**What this task involves**
Each entry below should be printed exactly as given.

**Dataset excerpts**
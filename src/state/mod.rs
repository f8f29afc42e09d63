mod player_state;
mod snapshot;

pub use player_state::PlayerState;
pub use snapshot::{
    Companion, CompanionRole, EnemyState, FIRE_SUPPORT_WINDOW, GameSnapshot,
    IDEAL_FORMATION_SPACING, Obstacle, ProjectileState,
};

**Expected answer**
filename src/state/mod.rs
repository f8f29afc42e09d63
mod player_state;
mod snapshot;

pub use player_state::PlayerState;
pub use snapshot::{
    Companion, CompanionRole, EnemyState, FIRE_SUPPORT_WINDOW, GameSnapshot,
    IDEAL_FORMATION_SPACING, Obstacle, ProjectileState,
};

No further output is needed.